The task:
Comb the records below for the string "OutboxEntry" and copy each line where it turns up.

Records provided section start

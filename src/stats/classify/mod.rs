// 列型判定モジュール

use serde::Serialize;

use crate::dataframe::Dataset;
use crate::error::{Error, Result};

/// 列の型
#[derive(Debug, Clone, Copy, PartialEq, Eq, Serialize)]
#[serde(rename_all = "lowercase")]
pub enum ColumnType {
    /// すべての値が有限の数値として解釈できる列
    Numeric,
    /// それ以外の列
    Categorical,
}

/// 数値列とカテゴリ列への分割結果
///
/// どちらも元の列順を保持し、互いに素で、合わせるとすべての列になります。
#[derive(Debug, Clone, Default, PartialEq, Serialize)]
pub struct ColumnTypes {
    pub numeric: Vec<String>,
    pub categorical: Vec<String>,
}

impl ColumnTypes {
    /// 列の型を取得（存在しない列はNone）
    pub fn type_of(&self, column: &str) -> Option<ColumnType> {
        if self.numeric.iter().any(|c| c == column) {
            Some(ColumnType::Numeric)
        } else if self.categorical.iter().any(|c| c == column) {
            Some(ColumnType::Categorical)
        } else {
            None
        }
    }
}

/// 生の値を有限の数値として解釈
///
/// 前後の空白は無視しますが、空白のみの値は数値とみなしません。
/// 空白のみのセルは空セルと同じく非数値として扱います（欠損値には数えません）。
pub(crate) fn parse_numeric(raw: &str) -> Option<f64> {
    let trimmed = raw.trim();
    if trimmed.is_empty() {
        return None;
    }
    trimmed.parse::<f64>().ok().filter(|v| v.is_finite())
}

/// 値が有限の数値として解釈できるかどうか
///
/// ```
/// use edars::stats::is_numeric_value;
///
/// assert!(is_numeric_value("3.5"));
/// assert!(is_numeric_value("-1e3"));
/// assert!(!is_numeric_value(""));
/// assert!(!is_numeric_value("NaN"));
/// assert!(!is_numeric_value("abc"));
/// ```
pub fn is_numeric_value(raw: &str) -> bool {
    parse_numeric(raw).is_some()
}

/// 列型判定の内部実装
///
/// 1つでも空・欠落・非数値のセルがあれば列全体がカテゴリ列になります。
/// 行が0件の場合、すべての列が数値列になります。
pub(crate) fn classify_impl(dataset: &Dataset) -> ColumnTypes {
    let mut types = ColumnTypes::default();

    for column in dataset.column_names() {
        let numeric = dataset.rows().iter().all(|row| {
            row.get(column)
                .map(|raw| is_numeric_value(raw))
                .unwrap_or(false)
        });

        if numeric {
            types.numeric.push(column.clone());
        } else {
            types.categorical.push(column.clone());
        }
    }

    log::debug!(
        "列型判定: 数値列 {:?}, カテゴリ列 {:?}",
        types.numeric,
        types.categorical
    );
    types
}

/// 数値列の値を取得する内部実装
pub(crate) fn numeric_values_impl(dataset: &Dataset, column: &str) -> Result<Vec<f64>> {
    let values = dataset.column_values(column)?;

    values
        .into_iter()
        .enumerate()
        .map(|(row, raw)| {
            raw.and_then(parse_numeric)
                .ok_or_else(|| Error::NonNumericValue {
                    column: column.to_string(),
                    row,
                    value: raw.unwrap_or_default().to_string(),
                })
        })
        .collect()
}
pub mod csv;
pub mod json;

// Re-export commonly used functions
pub use self::csv::{read_csv, read_csv_from_reader, CsvOptions};
pub use self::json::{read_json, read_json_from_reader};
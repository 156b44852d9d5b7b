use std::collections::HashMap;

use crate::dataframe::Dataset;
use crate::error::{Error, Result};
use crate::stats::classify::parse_numeric;
use crate::stats::ColumnResults;

/// キー列の値で行をグループ化した結果
///
/// グループはキーが最初に現れた順に並び、各グループ内の行は元の順序を保持します。
/// キーが欠落している行は空文字列のグループに入ります。
#[derive(Debug)]
pub struct GroupedRows<'a> {
    /// 元のデータセット
    source: &'a Dataset,
    /// キー列の名前
    key_column: String,
    /// グループのキーと行番号
    groups: Vec<(String, Vec<usize>)>,
}

/// キー列で行をグループ化
///
/// # 例
/// ```rust
/// use edars::{groupby, Dataset};
///
/// let ds = Dataset::from_records(
///     ["city", "sales"],
///     vec![vec!["A", "1"], vec!["B", "2"], vec!["A", "3"]],
/// ).unwrap();
/// let grouped = groupby::group_rows(&ds, "city").unwrap();
/// let series = grouped.numeric_series("sales").unwrap();
/// assert_eq!(series.get("A"), Some(&vec![1.0, 3.0]));
/// ```
pub fn group_rows<'a>(dataset: &'a Dataset, key_column: &str) -> Result<GroupedRows<'a>> {
    let keys = dataset.column_values(key_column)?;

    let mut positions: HashMap<&str, usize> = HashMap::new();
    let mut groups: Vec<(String, Vec<usize>)> = Vec::new();
    for (row, key) in keys.into_iter().enumerate() {
        let key = key.unwrap_or_default();
        match positions.get(key) {
            Some(&pos) => groups[pos].1.push(row),
            None => {
                positions.insert(key, groups.len());
                groups.push((key.to_string(), vec![row]));
            }
        }
    }

    log::debug!("列 {} で {} グループに分割しました", key_column, groups.len());

    Ok(GroupedRows {
        source: dataset,
        key_column: key_column.to_string(),
        groups,
    })
}

impl<'a> GroupedRows<'a> {
    /// キー列の名前
    pub fn key_column(&self) -> &str {
        &self.key_column
    }

    /// グループ数
    pub fn group_count(&self) -> usize {
        self.groups.len()
    }

    /// グループのキーを出現順に取得
    pub fn keys(&self) -> impl Iterator<Item = &str> {
        self.groups.iter().map(|(k, _)| k.as_str())
    }

    /// グループに属する行番号
    pub fn indices(&self, key: &str) -> Option<&[usize]> {
        self.groups
            .iter()
            .find(|(k, _)| k == key)
            .map(|(_, rows)| rows.as_slice())
    }

    fn numeric_at(&self, row: usize, column: &str) -> Result<f64> {
        let raw = self.source.value(row, column);
        raw.and_then(parse_numeric)
            .ok_or_else(|| Error::NonNumericValue {
                column: column.to_string(),
                row,
                value: raw.unwrap_or_default().to_string(),
            })
    }

    fn check_column(&self, column: &str) -> Result<()> {
        if self.source.contains_column(column) {
            Ok(())
        } else {
            Err(Error::ColumnNotFound(column.to_string()))
        }
    }

    /// グループごとの数値系列
    pub fn numeric_series(&self, value_column: &str) -> Result<ColumnResults<Vec<f64>>> {
        self.check_column(value_column)?;
        self.groups
            .iter()
            .map(|(key, rows)| {
                rows.iter()
                    .map(|&row| self.numeric_at(row, value_column))
                    .collect::<Result<Vec<f64>>>()
                    .map(|values| (key.clone(), values))
            })
            .collect()
    }

    /// グループごとの散布図用の点 (x, y)
    pub fn scatter_points(
        &self,
        x_column: &str,
        y_column: &str,
    ) -> Result<ColumnResults<Vec<(f64, f64)>>> {
        self.check_column(x_column)?;
        self.check_column(y_column)?;
        self.groups
            .iter()
            .map(|(key, rows)| {
                rows.iter()
                    .map(|&row| Ok((self.numeric_at(row, x_column)?, self.numeric_at(row, y_column)?)))
                    .collect::<Result<Vec<(f64, f64)>>>()
                    .map(|points| (key.clone(), points))
            })
            .collect()
    }
}
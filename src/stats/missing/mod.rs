// 欠損値集計モジュール

use crate::dataframe::Dataset;
use crate::error::Result;
use crate::stats::ColumnResults;

/// 欠損値かどうか（空文字列または欠落）
fn is_missing(value: Option<&str>) -> bool {
    value.map_or(true, str::is_empty)
}

/// 1列の欠損値を数える内部実装
pub(crate) fn count_impl(dataset: &Dataset, column: &str) -> Result<usize> {
    let values = dataset.column_values(column)?;
    Ok(values.into_iter().filter(|v| is_missing(*v)).count())
}

/// 全列の欠損値を数える内部実装
///
/// 数値列・カテゴリ列を問わず、宣言されたすべての列が対象です。
pub(crate) fn counts_impl(dataset: &Dataset) -> ColumnResults<usize> {
    let mut results = ColumnResults::new();
    for column in dataset.column_names() {
        let count = dataset
            .rows()
            .iter()
            .filter(|row| is_missing(row.get(column).map(String::as_str)))
            .count();
        results.insert(column.clone(), count);
    }
    results
}
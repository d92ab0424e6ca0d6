//! The outbox: a FIFO queue of not-yet-acknowledged local mutations.

use crate::record::Table;
use serde::{Deserialize, Serialize};
use std::collections::VecDeque;
use std::fmt;

/// What a pending mutation does on the remote side.
///
/// There is no `UPDATE`: local updates are folded into `Create`, which the
/// remote applies as an idempotent upsert on `id`.
#[derive(Debug, Clone, Copy, PartialEq, Eq, Serialize, Deserialize)]
pub enum Action {
    /// Create-or-update by id.
    #[serde(rename = "CREATE")]
    Create,
    /// Remove by id.
    #[serde(rename = "DELETE")]
    Delete,
}

impl fmt::Display for Action {
    fn fmt(&self, f: &mut fmt::Formatter<'_>) -> fmt::Result {
        f.write_str(match self {
            Action::Create => "CREATE",
            Action::Delete => "DELETE",
        })
    }
}

/// A pending mutation awaiting transmission to the remote store.
///
/// For `Create` the payload is the full record; for `Delete` it is `{"id"}`.
/// Field names are camelCase because entries travel on the wire verbatim.
#[derive(Debug, Clone, PartialEq, Serialize, Deserialize)]
#[serde(rename_all = "camelCase")]
pub struct OutboxEntry {
    /// Store-assigned, strictly increasing sequence number.
    pub sequence: u64,
    /// The table the mutation belongs to.
    pub table: Table,
    /// Create (upsert) or delete.
    pub action: Action,
    /// Full record for creates, `{"id"}` for deletes.
    pub payload: serde_json::Value,
    /// When the entry was enqueued (ms since epoch).
    pub enqueued_at: i64,
}

/// In-memory view of the outbox queue.
///
/// # Invariants
///
/// - Entries are FIFO within a table and globally
/// - Sequences are assigned on enqueue and never reused
/// - An entry is removed only by an explicit acknowledgement
pub struct Outbox {
    entries: VecDeque<OutboxEntry>,
    next_sequence: u64,
}

impl Outbox {
    /// Creates an empty outbox.
    #[must_use]
    pub fn new() -> Self {
        Self {
            entries: VecDeque::new(),
            next_sequence: 1,
        }
    }

    /// Builds an entry with the next sequence number and appends it.
    ///
    /// Returns the assigned sequence.
    pub fn enqueue(
        &mut self,
        table: Table,
        action: Action,
        payload: serde_json::Value,
        enqueued_at: i64,
    ) -> u64 {
        let sequence = self.next_sequence;
        self.next_sequence += 1;
        self.entries.push_back(OutboxEntry {
            sequence,
            table,
            action,
            payload,
            enqueued_at,
        });
        sequence
    }

    /// Re-inserts a replayed entry, keeping the sequence counter ahead of it.
    ///
    /// Used during journal replay; entries are assumed to arrive in enqueue
    /// order.
    pub fn restore(&mut self, entry: OutboxEntry) {
        self.next_sequence = self.next_sequence.max(entry.sequence + 1);
        self.entries.push_back(entry);
    }

    /// Returns all pending entries in enqueue order, non-destructively.
    #[must_use]
    pub fn pending(&self) -> Vec<OutboxEntry> {
        self.entries.iter().cloned().collect()
    }

    /// Removes the entry with the given sequence.
    ///
    /// Returns true if an entry was removed.
    pub fn acknowledge(&mut self, sequence: u64) -> bool {
        let before = self.entries.len();
        self.entries.retain(|e| e.sequence != sequence);
        self.entries.len() != before
    }

    /// Returns the number of pending entries.
    #[must_use]
    pub fn len(&self) -> usize {
        self.entries.len()
    }

    /// Returns true if nothing is pending.
    #[must_use]
    pub fn is_empty(&self) -> bool {
        self.entries.is_empty()
    }

    /// Returns the next sequence that will be assigned.
    #[must_use]
    pub fn next_sequence(&self) -> u64 {
        self.next_sequence
    }
}

impl Default for Outbox {
    fn default() -> Self {
        Self::new()
    }
}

Records provided section end

Result:
pub struct OutboxEntry {
    entries: VecDeque<OutboxEntry>,
        self.entries.push_back(OutboxEntry {
    pub fn restore(&mut self, entry: OutboxEntry) {
    pub fn pending(&self) -> Vec<OutboxEntry> {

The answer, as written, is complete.